Strobel passa in rassegna una serie di studi sui controlli transcrizionali combinati di alcuni geni importanti
nelle variazioni temperamentali e cognitive,e nota quanto in tale
direzione siano stati importanti le ricerche precedenti di Depue &
Collins (1999) e di Gray &McNaughton (2000).
Perciò potrebbe essere utile,suggerisce Strobel,assumere una terza categoria di abilità oltre (o tra)

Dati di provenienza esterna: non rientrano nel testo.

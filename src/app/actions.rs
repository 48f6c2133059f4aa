//! CLI command action handlers

use super::App;
use crate::games::GameType;
use crate::host::{GameSupport, ModList};
use crate::layout::{CheckReturn, FixOutcome};
use crate::mods::{self, InstallResult};
use crate::projectors::{ModState, StateChangeBatch};
use crate::tree::{disk, ModTree};
use anyhow::{bail, Result};
use std::collections::BTreeSet;
use std::path::{Path, PathBuf};

impl App {
    // ========== Game Commands ==========

    pub fn cmd_games(&self) -> Result<()> {
        println!("Supported Games:");
        println!("{:-<60}", "");
        for game in GameType::all() {
            let def = game.def();
            let path = self
                .config
                .game(*game)
                .map(|entry| entry.game_dir.clone())
                .unwrap_or_else(|| "not configured".to_string());
            println!("  {} ({})\n    Path: {}", def.name, def.short_name, path);
            for (label, value) in def.details() {
                println!("    {}: {}", label, value);
            }
        }
        Ok(())
    }

    pub fn cmd_set_path(&mut self, game: &str, game_dir: &str, profile_dir: Option<&str>) -> Result<()> {
        let game = self.game(game)?;
        if !Path::new(game_dir).join(game.def().binary).is_file() {
            tracing::warn!("{} not found under {}", game.def().binary, game_dir);
        }
        self.config.set_game(game, game_dir, profile_dir)?;
        self.config.save()?;
        println!("{} path set to {}", game, game_dir);
        Ok(())
    }

    // ========== Mod Commands ==========

    /// Report the layout verdict, the strategy that would repair it and the
    /// content categories of a staged directory. Nothing is written.
    pub fn cmd_check(&self, game: &str, dir: &str) -> Result<()> {
        let game = self.game(game)?;
        let def = game.def();
        let tree = disk::load(Path::new(dir), "")?;

        match def.layout.check(&tree) {
            CheckReturn::Valid => println!("Layout: valid"),
            CheckReturn::Fixable => {
                let mut fixed = tree.clone();
                match (def.fixer)().fix(&mut fixed) {
                    FixOutcome::Fixed { strategy, pending } => {
                        println!("Layout: fixable by {}", strategy);
                        for path in fixed.file_paths() {
                            println!("    {}", path);
                        }
                        if let Some(pending) = pending {
                            println!("  {} is renamed after install", pending.placeholder);
                        }
                    }
                    FixOutcome::Unrecognized => println!("Layout: not recognized"),
                }
            }
        }

        print_contents(game, &tree_categories(game, &tree));
        Ok(())
    }

    pub fn cmd_install(&self, game: &str, source: &str, name: Option<&str>) -> Result<()> {
        let game = self.game(game)?;
        let mut support = self.support(game)?;

        println!("Installing mod from: {}", source);
        match mods::install(&mut support, Path::new(source), name)? {
            InstallResult::Installed(installed) => {
                println!("Installed: {} ({} files)", installed.name, installed.files);
                if let Some(strategy) = installed.strategy {
                    println!("  Layout fixed by {}", strategy);
                }
                if let Some(renamed) = installed.renamed {
                    println!("  Folder renamed to {}", renamed.display());
                }
                Ok(())
            }
            InstallResult::Rejected => bail!("{} does not recognize this archive's layout", game),
        }
    }

    pub fn cmd_list(&self, game: &str) -> Result<()> {
        let game = self.game(game)?;
        let support = self.support(game)?;
        let mods = Self::mod_list(&support);

        let names = mods.names()?;
        if names.is_empty() {
            println!("No mods installed in {}", mods.mods_dir().display());
            return Ok(());
        }
        for name in names {
            let Some(handle) = mods.get_mod(&name) else {
                continue;
            };
            let contents: Vec<_> = support
                .contents_for(&handle.tree)
                .into_iter()
                .filter_map(|c| support.all_contents().iter().find(|d| d.category == c))
                .map(|d| d.name)
                .collect();
            if contents.is_empty() {
                println!("  {}", name);
            } else {
                println!("  {} [{}]", name, contents.join(", "));
            }
        }
        Ok(())
    }

    /// Fire one state-change batch for the named mods.
    pub fn cmd_toggle(&self, game: &str, names: &[String], enable: bool) -> Result<()> {
        let game = self.game(game)?;
        let support = self.support(game)?;
        let mods = Self::mod_list(&support);

        let missing: Vec<_> = names
            .iter()
            .filter(|name| !mods.mods_dir().join(name.as_str()).is_dir())
            .map(String::as_str)
            .collect();
        if !missing.is_empty() {
            bail!("Not installed: {}", missing.join(", "));
        }

        let state = if enable {
            ModState::Active
        } else {
            ModState::Inactive
        };
        let batch: StateChangeBatch = names.iter().map(|name| (name.as_str(), state)).collect();
        let report = support.on_mod_state_changed(&mods, &batch);

        let verb = if enable { "Enabled" } else { "Disabled" };
        for name in names {
            println!("{}: {}", verb, name);
        }
        for failure in &report.failures {
            println!(
                "  warning: {} skipped '{}': {}",
                failure.projector, failure.mod_name, failure.error
            );
        }
        Ok(())
    }

    pub fn cmd_init_profile(&self, game: &str, profile_dir: Option<&str>) -> Result<()> {
        let game = self.game(game)?;
        let mut dirs = self.support(game)?.dirs().clone();
        if let Some(profile_dir) = profile_dir {
            dirs.profile_dir = PathBuf::from(profile_dir);
        }
        let support = GameSupport::new(game, dirs);
        support.initialize_profile()?;

        println!("Profile ready: {}", support.dirs().profile_dir.display());
        for mapping in support.mappings() {
            println!(
                "  {} -> {}",
                mapping.source.display(),
                mapping.destination.display()
            );
        }
        Ok(())
    }
}

fn tree_categories(game: GameType, tree: &ModTree) -> BTreeSet<&'static str> {
    let Some(table) = game.def().content else {
        return BTreeSet::new();
    };
    table
        .classify(tree)
        .into_iter()
        .filter_map(|c| table.def(c).map(|d| d.name))
        .collect()
}

fn print_contents(game: GameType, names: &BTreeSet<&'static str>) {
    if game.def().content.is_none() {
        return;
    }
    if names.is_empty() {
        println!("Contents: none recognized");
    } else {
        let names: Vec<_> = names.iter().copied().collect();
        println!("Contents: {}", names.join(", "));
    }
}
//! Content classification for display
//!
//! Maps file extensions to coarse categories so a mod list can show what a
//! mod contains. Advisory only: nothing in layout validation or fixing looks
//! at the result.

use crate::tree::{Entry, ModTree};
use std::collections::BTreeSet;

/// Coarse content tag
#[derive(Debug, Clone, Copy, PartialEq, Eq, PartialOrd, Ord, Hash)]
pub enum ContentCategory {
    Texture,
    Mesh,
    Model,
    Material,
    Script,
    Sound,
    Audio,
    String,
    Config,
    Video,
    Ucas,
    Utoc,
    Pak,
    Ue4ss,
    Dll,
    Starpak,
}

/// How a category is presented by one game
#[derive(Debug, Clone, Copy, PartialEq, Eq)]
pub struct ContentDef {
    pub category: ContentCategory,
    pub name: &'static str,
    pub icon: &'static str,
}

/// Per-game classification table
#[derive(Debug, Clone, Copy)]
pub struct ContentTable {
    pub categories: &'static [ContentDef],
    /// `(extension, category)`; extensions compare case-insensitively
    pub extensions: &'static [(&'static str, ContentCategory)],
}

impl ContentTable {
    pub fn category_for(&self, ext: &str) -> Option<ContentCategory> {
        self.extensions
            .iter()
            .find(|(e, _)| e.eq_ignore_ascii_case(ext))
            .map(|(_, c)| *c)
    }

    pub fn def(&self, category: ContentCategory) -> Option<&ContentDef> {
        self.categories.iter().find(|d| d.category == category)
    }

    /// Every file is visited once; the set is built fresh per call.
    pub fn classify(&self, tree: &ModTree) -> BTreeSet<ContentCategory> {
        let mut found = BTreeSet::new();
        tree.walk(|_, entry| {
            if let Entry::File(file) = entry {
                if let Some(category) = self.category_for(file.suffix()) {
                    found.insert(category);
                }
            }
        });
        found
    }
}

const TEXTURE_ICON: &str = ":/MO/gui/content/texture";
const MESH_ICON: &str = ":/MO/gui/content/mesh";
const SCRIPT_ICON: &str = ":/MO/gui/content/script";
const SOUND_ICON: &str = ":/MO/gui/content/sound";
const INI_ICON: &str = ":/MO/gui/content/inifile";

/// Diesel engine games: Payday 2, Payday: The Heist, RAID, and Zuma's table too
pub const DIESEL_CONTENT: ContentTable = ContentTable {
    categories: &[
        ContentDef { category: ContentCategory::Texture, name: "Textures", icon: TEXTURE_ICON },
        ContentDef { category: ContentCategory::Mesh, name: "Meshes", icon: MESH_ICON },
        ContentDef { category: ContentCategory::Script, name: "Scripts", icon: SCRIPT_ICON },
        ContentDef { category: ContentCategory::Sound, name: "Sounds", icon: SOUND_ICON },
        ContentDef { category: ContentCategory::String, name: "Strings", icon: ":/MO/gui/content/string" },
        ContentDef { category: ContentCategory::Config, name: "Configs", icon: INI_ICON },
    ],
    extensions: &[
        ("texture", ContentCategory::Texture),
        ("model", ContentCategory::Mesh),
        ("lua", ContentCategory::Script),
        ("stream", ContentCategory::Sound),
        ("txt", ContentCategory::String),
        ("json", ContentCategory::Config),
    ],
};

pub const CRIMEBOSS_CONTENT: ContentTable = ContentTable {
    categories: &[
        ContentDef { category: ContentCategory::Ucas, name: "UCAS", icon: ":/MO/gui/content/geometries" },
        ContentDef { category: ContentCategory::Utoc, name: "UTOC", icon: INI_ICON },
        ContentDef { category: ContentCategory::Pak, name: "PAK", icon: ":/MO/gui/content/geometries" },
        ContentDef { category: ContentCategory::Ue4ss, name: "UE4SS", icon: SCRIPT_ICON },
        ContentDef { category: ContentCategory::Dll, name: "DLL", icon: ":/MO/gui/content/skse" },
        ContentDef { category: ContentCategory::Video, name: "Video", icon: ":/MO/gui/content/skse" },
    ],
    extensions: &[
        ("ucas", ContentCategory::Ucas),
        ("utoc", ContentCategory::Utoc),
        ("pak", ContentCategory::Pak),
        ("lua", ContentCategory::Ue4ss),
        ("dll", ContentCategory::Dll),
        ("bk2", ContentCategory::Video),
    ],
};

pub const TITANFALL_CONTENT: ContentTable = ContentTable {
    categories: &[
        ContentDef { category: ContentCategory::Material, name: "Materials", icon: ":/MO/gui/content/interface" },
        ContentDef { category: ContentCategory::Texture, name: "Textures", icon: TEXTURE_ICON },
        ContentDef { category: ContentCategory::Model, name: "Models", icon: MESH_ICON },
        ContentDef { category: ContentCategory::Script, name: "Scripts", icon: SCRIPT_ICON },
        ContentDef { category: ContentCategory::Config, name: "Configs", icon: INI_ICON },
        ContentDef { category: ContentCategory::Video, name: "Video", icon: ":/MO/gui/content/modgroup" },
        ContentDef { category: ContentCategory::Audio, name: "Audio", icon: SOUND_ICON },
        ContentDef { category: ContentCategory::Starpak, name: "Starpak", icon: ":/MO/gui/content/bsa" },
    ],
    extensions: &[
        ("vmt", ContentCategory::Material),
        ("vtf", ContentCategory::Texture),
        ("mdl", ContentCategory::Model),
        ("nut", ContentCategory::Script),
        ("txt", ContentCategory::Config),
        ("bik", ContentCategory::Video),
        ("wav", ContentCategory::Audio),
        ("rpak", ContentCategory::Starpak),
        ("starmap", ContentCategory::Starpak),
        ("starpak", ContentCategory::Starpak),
    ],
};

quella cognitiva dei componenti di fitness sotto mutazione-selezione e quella dei
tratti del temperamento,ossia quella delle reazione cognitive che,come i tratti di temperamento,manifestano norme di reazione con fitness
ambiente-contingente sotto selezione bilanciata.Tali abilità cognitive saranno sotto selezione
bilanciata, poiché pur essendo di natura cognitiva ed essendo reclutati quando
la capacità cognitiva è messa alla prova,si manifestano secondo norme di
reazione in funzione dei mutamenti d'ambiente.Ci sono situazioni o ambienti in
cui la capacità di proteggere le
rappresentazioni della memoria di lavoro contro informazioni distraenti
migliora la fitness, e ci sono situazioni o ambienti, in cui l'aggiornamento
flessibile di rappresentazioni e rapidi passaggi da un obbiettivo all’altro,commutando gli stessi mezzi per raggiungerli,è più appropriato.